Kolloquium: Functional Magnetic Resonance Spectroscopy: The “New” MRS in Psychiatry Research

  • Datum: 07.06.2018
  • Uhrzeit: 13:00
  • Vortragende(r): Jeffrey A. Stanley
  • Ort: Max-Planck-Institut für Bildungsforschung, Lentzeallee 94, 14195 Berlin
  • Raum: 299
  • Gastgeber: Forschungsbereich Entwicklungspsychologie
  • Kontakt: seklindenberger@mpib-berlin.mpg.de

The Center for Lifespan Psychology at the Max Planck Institute for Human Development, led by Prof. Ulman Lindenberger, cordially invites all interested to attend its colloquium

Jeffrey A. Stanley, Wayne State University School of Medicine, USA

Functional Magnetic Resonance Spectroscopy: The “New” MRS in Psychiatry Research

Proton magnetic resonance spectroscopy (¹H MRS) is a well-established technique for quantifying the brain regional biochemistry in vivo. In most studies, however, the ¹H MRS is acquired during rest with little to no constraint on behaviour. Measured metabolite levels, therefore, reflect steady state concentrations whose associations with behaviour and cognition are unclear. With the recent advances in MR technology—higher-field MR systems, robust acquisition techniques and sophisticated quantification methods—¹H MRS is now experiencing a resurgence. It is sensitive to task-related and pathology-relevant regional dynamic changes in neurotransmitters, including the most ubiquitous among them, glutamate. Moreover, high temporal resolution approaches allow tracking glutamate modulations at a time scale of under a minute during perceptual, motor, and cognitive tasks. The observed task-related changes in brain glutamate are consistent with new metabolic steady states reflecting the neural output driven by shifts in the local excitatory and inhibitory (E/I) balance on local circuits. Unlike BOLD-base fMRI, this form of in vivo MRS, also known as functional MRS (¹H fMRS), yields a more direct measure of behaviourally relevant neural activity and is considerably less sensitive to vascular changes. ¹H fMRS enables noninvasive investigations of task-related glutamate changes that are relevant to normal and impaired cognitive performance, and psychiatric disorders. By targeting brain glutamate, this approach taps into putative neural correlates of synaptic plasticity.
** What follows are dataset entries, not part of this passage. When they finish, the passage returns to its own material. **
//! Full statement building from query properties

use tracing::trace;
use crate::query::QueryProperties;
use super::clauses::{build_group_args, build_select_args, build_where_args};
use super::error::BuildError;
use super::format::format_query;
use super::identifier::validate_properties;

/// Where a query reads from and how its rows are ordered and capped
#[derive(Debug, Clone, Default, PartialEq)]
pub struct QueryTarget {
    pub from: Vec<String>,
    pub order_by: Vec<String>,
    pub row_limit: Option<u64>,
}

impl QueryTarget {
    pub fn from_table(table: impl Into<String>) -> Self {
        Self {
            from: vec![table.into()],
            ..Default::default()
        }
    }

    pub fn with_order_by(mut self, item: impl Into<String>) -> Self {
        self.order_by.push(item.into());
        self
    }

    pub fn with_row_limit(mut self, limit: u64) -> Self {
        self.row_limit = Some(limit);
        self
    }
}

/// Compile `properties` against `target` into one formatted statement.
///
/// Identifiers are templated as given; see `build_query_checked`.
pub fn build_query(properties: &QueryProperties, target: &QueryTarget) -> String {
    let select_args = build_select_args(properties);
    let where_args = build_where_args(properties);
    let group_args = build_group_args(properties);

    trace!(
        select = select_args.len(),
        filters = where_args.len(),
        groups = group_args.len(),
        "assembling query"
    );

    format_query(
        &select_args,
        &target.from,
        Some(where_args.as_slice()),
        Some(group_args.as_slice()),
        Some(target.order_by.as_slice()),
        target.row_limit,
    )
}

/// Like `build_query`, but rejects unsafe identifiers, empty SELECT lists
/// and missing FROM sources.
pub fn build_query_checked(properties: &QueryProperties, target: &QueryTarget) -> Result<String, BuildError> {
    validate_properties(properties)?;

    if target.from.is_empty() {
        return Err(BuildError::NoSource);
    }
    if build_select_args(properties).is_empty() {
        return Err(BuildError::NoSelectColumns);
    }

    Ok(build_query(properties, target))
}
//! Query builder module
//!
//! Compiles `QueryProperties` into SQL text:
//! - Clause arguments: SELECT, WHERE and GROUP BY fragments from filters and aggregations
//! - Formatting: assembles fragments into one tab-indented statement
//! - Checked building: validates identifiers before templating

mod error;
mod clauses;
mod format;
mod identifier;
mod query;

pub use error::BuildError;
pub use clauses::{
    get_regexp_for_metadata,
    build_select_args,
    build_where_args,
    build_group_args,
    aggregation_column,
    quote_operand,
};
pub use format::format_query;
pub use identifier::{is_valid_identifier, validate_properties};
pub use query::{build_query, build_query_checked, QueryTarget};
The objectives of this presentation is to:

  1. Introduce ¹H fMRS and its conceptual framework in assessing the neural output driven by shifts in the E/I balance on local circuits.

  2. Provide evidence that ¹H fMRS is a sensitive tool for detecting task-related changes in the excitatory neurotransmitter glutamate in functionally relevant brain areas.

  3. Provide evidence on how ¹H fMRS can advance the understanding of neural dysfunctions related to the inability to shift the E/I equilibrium through mechanisms of impaired synaptic plasticity in psychiatric disorders.